“Kekuasaan itu bisa nikmat dan juga bisa laknat”
Kekuasaan adalah fitrah. Setiap manusia -baik laki-laki maupun perempuan ingin berkuasa. Minimal menguasai diri sendiri. Syukur-syukur bisa menguasai keluarga, masyarakat, negara atau dunia.
Nafsu kuasa manusia bila tidak diatur, maka akan bertabrakan satu sama lain. Karena itu perlu musyawarah untuk mengatur hal ini. Sistem pemilihan demokrasi, satu orang satu suara, sebenarnya tidak tepat diterapkan di negeri Islam. Kelemahan sistem ini, seperti diterangkan banyak ahli, suara kiai sama dengan suara pelacur.

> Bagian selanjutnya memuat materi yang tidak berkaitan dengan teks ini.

//! git::mock
//!
//! In-memory [`Vcs`] for deterministic engine tests.
//!
//! # Design
//!
//! Each worktree is a [`MockCopy`] keyed by its path. Rebases conflict or
//! succeed according to the copy's flags, stashes are a per-copy stack, and
//! every mutating call is appended to an operation log so tests can assert
//! exactly what the engine did (and in which order).
//!
//! # Example
//!
//! ```
//! use wtsync::git::mock::{MockCopy, MockVcs};
//! use wtsync::git::{RebaseOutcome, RunMode, Vcs};
//! use std::path::Path;
//!
//! let vcs = MockVcs::new().with_copy("/src/app", MockCopy::on_branch("feature").behind(2));
//! let outcome = vcs.rebase(Path::new("/src/app"), "origin/main", RunMode::Silent).unwrap();
//! assert_eq!(outcome, RebaseOutcome::Completed);
//! assert_eq!(vcs.copy(Path::new("/src/app")).unwrap().ahead_behind.behind, 0);
//! ```

use std::collections::BTreeSet;
use std::path::{Path, PathBuf};
use std::sync::{Arc, Mutex, MutexGuard, PoisonError};

use super::interface::GitError;
use super::vcs::{FastForward, RebaseOutcome, RunMode, Vcs};
use crate::core::types::{AheadBehind, BranchName};

/// Simulated state of one worktree.
#[derive(Debug, Clone, Default, PartialEq, Eq)]
pub struct MockCopy {
    /// Checked-out branch; `None` is a detached HEAD.
    pub branch: Option<BranchName>,
    /// Uncommitted changes present.
    pub dirty: bool,
    /// Commit counts against the base ref.
    pub ahead_behind: AheadBehind,
    /// A rebase started here stops on a conflict.
    pub conflicts: bool,
    /// Conflicts have been resolved, so `rebase --continue` completes.
    pub resolved: bool,
    /// Git has a rebase in progress.
    pub rebasing: bool,
    /// Local history has diverged from the base; fast-forward impossible.
    pub diverged: bool,
    /// Stash stack, most recent last.
    pub stashes: Vec<String>,
    /// Paths changed on the base ref since the fork point.
    pub remote_changes: BTreeSet<String>,
    /// Paths changed on HEAD since the fork point.
    pub local_changes: BTreeSet<String>,
    /// Upstream as `<remote>/<branch>`.
    pub upstream: Option<String>,
    /// Bumped every time HEAD moves.
    pub head: u32,
}

impl MockCopy {
    /// A clean copy on `branch`, up to date with the base.
    ///
    /// # Panics
    ///
    /// Panics if `branch` is not a valid branch name.
    pub fn on_branch(branch: &str) -> Self {
        Self {
            branch: Some(BranchName::new(branch).expect("valid mock branch name")),
            ..Default::default()
        }
    }

    /// A copy with a detached HEAD.
    pub fn detached() -> Self {
        Self::default()
    }

    /// Mark the copy as having uncommitted changes.
    pub fn dirty(mut self) -> Self {
        self.dirty = true;
        self
    }

    /// Set how many commits the base has that HEAD lacks.
    pub fn behind(mut self, behind: usize) -> Self {
        self.ahead_behind.behind = behind;
        self
    }

    /// Set how many commits HEAD has that the base lacks.
    pub fn ahead(mut self, ahead: usize) -> Self {
        self.ahead_behind.ahead = ahead;
        self
    }

    /// Make the next rebase stop on a conflict.
    pub fn conflicting(mut self) -> Self {
        self.conflicts = true;
        self
    }

    /// Make fast-forwards impossible.
    pub fn diverged(mut self) -> Self {
        self.diverged = true;
        self
    }

    /// Set the paths changed on each side since the fork point.
    pub fn changes(mut self, remote: &[&str], local: &[&str]) -> Self {
        self.remote_changes = remote.iter().map(|s| s.to_string()).collect();
        self.local_changes = local.iter().map(|s| s.to_string()).collect();
        self
    }

    /// Set the upstream of the current branch.
    pub fn tracking(mut self, upstream: &str) -> Self {
        self.upstream = Some(upstream.to_string());
        self
    }

    fn land_rebase(&mut self) {
        self.rebasing = false;
        self.conflicts = false;
        self.resolved = false;
        self.ahead_behind.behind = 0;
        self.head += 1;
    }
}

/// Operation the mock should fail.
#[derive(Debug, Clone, PartialEq, Eq)]
pub enum FailOn {
    /// Fail every fetch.
    Fetch,
    /// Fail every stash push.
    StashPush,
    /// Fail every stash pop (the stash stays on the stack).
    StashPop,
    /// Fail branch lookups for one worktree, as if its HEAD were unreadable.
    CurrentBranch(PathBuf),
    /// Fail ahead/behind queries for one worktree.
    AheadBehind(PathBuf),
    /// Fail every merge-base diff.
    ChangedPaths,
    /// Fail rebases that would otherwise complete, for one worktree.
    Rebase(PathBuf),
    /// Fail every push.
    Push,
}

/// Recorded mutating operation.
#[derive(Debug, Clone, PartialEq, Eq)]
pub enum MockOperation {
    StashPush { dir: PathBuf, message: String },
    StashPop { dir: PathBuf },
    Fetch { remote: String, branch: String },
    Rebase { dir: PathBuf, onto: String },
    RebaseContinue { dir: PathBuf },
    RebaseAbort { dir: PathBuf },
    MergeFfOnly { dir: PathBuf, onto: String },
    PushForceWithLease { dir: PathBuf },
    PushSetUpstream { dir: PathBuf, remote: String },
}

/// Mock VCS for testing.
///
/// Thread-safe via internal `Arc<Mutex<...>>` wrapping; clones share state.
#[derive(Debug, Clone, Default)]
pub struct MockVcs {
    inner: Arc<Mutex<MockVcsInner>>,
}

#[derive(Debug, Default)]
struct MockVcsInner {
    /// Worktrees in listing order.
    copies: Vec<(PathBuf, MockCopy)>,
    fail_on: Vec<FailOn>,
    operations: Vec<MockOperation>,
}

impl MockVcsInner {
    fn copy_mut(&mut self, dir: &Path) -> Result<&mut MockCopy, GitError> {
        self.copies
            .iter_mut()
            .find(|(path, _)| path == dir)
            .map(|(_, copy)| copy)
            .ok_or_else(|| GitError::NotARepo {
                path: dir.to_path_buf(),
            })
    }

    fn fails(&self, op: &FailOn) -> bool {
        self.fail_on.contains(op)
    }
}

fn injected(command: &str) -> GitError {
    GitError::CommandFailed {
        command: command.to_string(),
        message: "injected failure".to_string(),
    }
}

impl MockVcs {
    /// Create a mock with no worktrees.
    pub fn new() -> Self {
        Self::default()
    }

    /// Add a worktree. The first one added is the main worktree.
    pub fn with_copy(self, dir: impl Into<PathBuf>, copy: MockCopy) -> Self {
        self.lock().copies.push((dir.into(), copy));
        self
    }

    /// Configure an operation to fail.
    pub fn fail_on(self, fail_on: FailOn) -> Self {
        self.lock().fail_on.push(fail_on);
        self
    }

    /// Clear all failure configuration.
    pub fn clear_fail_on(&self) {
        self.lock().fail_on.clear();
    }

    /// Snapshot of one worktree.
    pub fn copy(&self, dir: &Path) -> Option<MockCopy> {
        self.lock()
            .copies
            .iter()
            .find(|(path, _)| path == dir)
            .map(|(_, copy)| copy.clone())
    }

    /// Edit one worktree in place, e.g. to simulate the user resolving
    /// conflicts between invocations.
    pub fn update(&self, dir: &Path, edit: impl FnOnce(&mut MockCopy)) {
        if let Ok(copy) = self.lock().copy_mut(dir) {
            edit(copy);
        }
    }

    /// Get all recorded operations.
    pub fn operations(&self) -> Vec<MockOperation> {
        self.lock().operations.clone()
    }

    /// Clear recorded operations.
    pub fn clear_operations(&self) {
        self.lock().operations.clear();
    }

    fn lock(&self) -> MutexGuard<'_, MockVcsInner> {
        self.inner.lock().unwrap_or_else(PoisonError::into_inner)
    }

    fn record(&self, op: MockOperation) {
        self.lock().operations.push(op);
    }

    fn read<T>(&self, dir: &Path, f: impl FnOnce(&MockCopy) -> T) -> Result<T, GitError> {
        let mut inner = self.lock();
        inner.copy_mut(dir).map(|copy| f(copy))
    }
}

impl Vcs for MockVcs {
    fn current_branch(&self, dir: &Path) -> Result<Option<BranchName>, GitError> {
        if self.lock().fails(&FailOn::CurrentBranch(dir.to_path_buf())) {
            return Err(injected("HEAD"));
        }
        self.read(dir, |c| if c.rebasing { None } else { c.branch.clone() })
    }

    fn is_dirty(&self, dir: &Path) -> Result<bool, GitError> {
        self.read(dir, |c| c.dirty)
    }

    fn status_short(&self, dir: &Path) -> Result<String, GitError> {
        self.read(dir, |c| {
            if c.dirty {
                " M src/lib.rs".to_string()
            } else {
                String::new()
            }
        })
    }

    fn stash_push(&self, dir: &Path, message: &str) -> Result<(), GitError> {
        self.record(MockOperation::StashPush {
            dir: dir.to_path_buf(),
            message: message.to_string(),
        });
        let mut inner = self.lock();
        if inner.fails(&FailOn::StashPush) {
            return Err(injected("git stash push"));
        }
        let copy = inner.copy_mut(dir)?;
        copy.stashes.push(message.to_string());
        copy.dirty = false;
        Ok(())
    }

    fn stash_pop(&self, dir: &Path) -> Result<(), GitError> {
        self.record(MockOperation::StashPop {
            dir: dir.to_path_buf(),
        });
        let mut inner = self.lock();
        if inner.fails(&FailOn::StashPop) {
            return Err(injected("git stash pop"));
        }
        let copy = inner.copy_mut(dir)?;
        match copy.stashes.pop() {
            Some(_) => {
                copy.dirty = true;
                Ok(())
            }
            None => Err(GitError::CommandFailed {
                command: "git stash pop".to_string(),
                message: "No stash entries found.".to_string(),
            }),
        }
    }

    fn fetch(&self, _dir: &Path, remote: &str, branch: &str) -> Result<(), GitError> {
        self.record(MockOperation::Fetch {
            remote: remote.to_string(),
            branch: branch.to_string(),
        });
        if self.lock().fails(&FailOn::Fetch) {
            return Err(injected("git fetch"));
        }
        Ok(())
    }

    fn rebase(&self, dir: &Path, onto: &str, _mode: RunMode) -> Result<RebaseOutcome, GitError> {
        self.record(MockOperation::Rebase {
            dir: dir.to_path_buf(),
            onto: onto.to_string(),
        });
        let mut inner = self.lock();
        let fail = inner.fails(&FailOn::Rebase(dir.to_path_buf()));
        let copy = inner.copy_mut(dir)?;
        if copy.rebasing {
            return Err(GitError::CommandFailed {
                command: "git rebase".to_string(),
                message: "a rebase is already in progress".to_string(),
            });
        }
        if copy.conflicts {
            copy.rebasing = true;
            return Ok(RebaseOutcome::Conflict);
        }
        if fail {
            return Err(injected("git rebase"));
        }
        copy.land_rebase();
        Ok(RebaseOutcome::Completed)
    }

    fn rebase_continue(&self, dir: &Path, _mode: RunMode) -> Result<RebaseOutcome, GitError> {
        self.record(MockOperation::RebaseContinue {
            dir: dir.to_path_buf(),
        });
        let mut inner = self.lock();
        let copy = inner.copy_mut(dir)?;
        if !copy.rebasing {
            return Err(GitError::CommandFailed {
                command: "git rebase --continue".to_string(),
                message: "No rebase in progress?".to_string(),
            });
        }
        if !copy.resolved {
            return Ok(RebaseOutcome::Conflict);
        }
        copy.land_rebase();
        Ok(RebaseOutcome::Completed)
    }

    fn rebase_abort(&self, dir: &Path) -> Result<(), GitError> {
        self.record(MockOperation::RebaseAbort {
            dir: dir.to_path_buf(),
        });
        let mut inner = self.lock();
        let copy = inner.copy_mut(dir)?;
        if !copy.rebasing {
            return Err(GitError::CommandFailed {
                command: "git rebase --abort".to_string(),
                message: "No rebase in progress?".to_string(),
            });
        }
        copy.rebasing = false;
        copy.resolved = false;
        Ok(())
    }

    fn rebase_in_progress(&self, dir: &Path) -> Result<bool, GitError> {
        self.read(dir, |c| c.rebasing)
    }

    fn merge_ff_only(&self, dir: &Path, onto: &str) -> Result<FastForward, GitError> {
        self.record(MockOperation::MergeFfOnly {
            dir: dir.to_path_buf(),
            onto: onto.to_string(),
        });
        let mut inner = self.lock();
        let copy = inner.copy_mut(dir)?;
        if copy.diverged {
            return Ok(FastForward::NotFastForward);
        }
        copy.ahead_behind.behind = 0;
        copy.head += 1;
        Ok(FastForward::Advanced)
    }

    fn ahead_behind(&self, dir: &Path, _onto: &str) -> Result<AheadBehind, GitError> {
        if self.lock().fails(&FailOn::AheadBehind(dir.to_path_buf())) {
            return Err(injected("git rev-list --count"));
        }
        self.read(dir, |c| c.ahead_behind)
    }

    /// `to == "HEAD"` asks for local changes; anything else for remote ones.
    fn changed_paths(
        &self,
        dir: &Path,
        _from: &str,
        to: &str,
    ) -> Result<BTreeSet<String>, GitError> {
        if self.lock().fails(&FailOn::ChangedPaths) {
            return Err(GitError::MissingRef {
                name: "merge-base".to_string(),
            });
        }
        self.read(dir, |c| {
            if to == "HEAD" {
                c.local_changes.clone()
            } else {
                c.remote_changes.clone()
            }
        })
    }

    fn list_worktrees(&self, _dir: &Path) -> Result<Vec<PathBuf>, GitError> {
        Ok(self.lock().copies.iter().map(|(path, _)| path.clone()).collect())
    }

    fn upstream(&self, dir: &Path) -> Result<Option<String>, GitError> {
        self.read(dir, |c| c.upstream.clone())
    }

    fn push_force_with_lease(&self, dir: &Path, _mode: RunMode) -> Result<(), GitError> {
        self.record(MockOperation::PushForceWithLease {
            dir: dir.to_path_buf(),
        });
        if self.lock().fails(&FailOn::Push) {
            return Err(injected("git push --force-with-lease"));
        }
        Ok(())
    }

    fn push_set_upstream(&self, dir: &Path, remote: &str, _mode: RunMode) -> Result<(), GitError> {
        self.record(MockOperation::PushSetUpstream {
            dir: dir.to_path_buf(),
            remote: remote.to_string(),
        });
        let mut inner = self.lock();
        if inner.fails(&FailOn::Push) {
            return Err(injected("git push -u"));
        }
        let copy = inner.copy_mut(dir)?;
        if let Some(branch) = &copy.branch {
            copy.upstream = Some(branch.on_remote(remote));
        }
        Ok(())
    }
}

Padahal manusia bukan binatang. Kalau binatang bisa diukur sama (kadang juga tidak). Kalau manusia tidak bisa. Satu manusia karena kehebatannya bisa nilainya dengan satu juta manusia. Karena itu sistem yang tepat untuk pemilihan pemimpin adalah musyawarah, bukan pemilu. Apalagi dalam pemilu pembelian atau permainan kotak suara ‘mudah’ untuk dilakukan.
Meski demokrasi tidak sesuai dengan Islam, tapi bisa dikatakan ia lebih dekat kepada Islam daripada kerajaan. Di dalam demokrasi ada kemerdekaan berpendapat, budaya kritik, transparansi keuangan pejabat dan lain-lain. Sesuatu yang dianggap ‘tabu’ dalam sistem kerajaan.
Imam Al Ghazali menegaskan bahwa sumber kekuasaan adalah dari Tuhan. Dasar kriteria pemimpin Islam menurutnya adalah Al-Qur’an surah al Nisa’ ayat 59. Ayat ini memerintahkan orang-orang mukmin taat kepada Allah, kepada Rasul-Nya, dan kepada para pemimpin. Kemudian dalam surat ‘Ali Imran ayat 26, yang menegaskan bahwa Allah memberikan kekuasaan kepada yang Ia kehendaki. (Samsudin, 2016)
قُلِ اللَّهُمَّ مَالِكَ الْمُلْكِ تُؤْتِي الْمُلْكَ مَنْ تَشَاءُ وَتَنْزِعُ الْمُلْكَ مِمَّنْ تَشَاءُ وَتُعِزُّ مَنْ تَشَاءُ وَتُذِلُّ مَنْ تَشَاءُ ۖ بِيَدِكَ الْخَيْرُ ۖ إِنَّكَ عَلَىٰ كُلِّ شَيْءٍ قَدِيرٌ
“Katakanlah: “Wahai Tuhan Yang mempunyai kerajaan, Engkau berikan kerajaan kepada orang yang Engkau kehendaki dan Engkau cabut kerajaan dari orang yang Engkau kehendaki. Engkau muliakan orang yang Engkau kehendaki dan Engkau hinakan orang yang Engkau kehendaki. Di tangan Engkaulah segala kebajikan. Sesungguhnya Engkau Maha Kuasa atas segala sesuatu.”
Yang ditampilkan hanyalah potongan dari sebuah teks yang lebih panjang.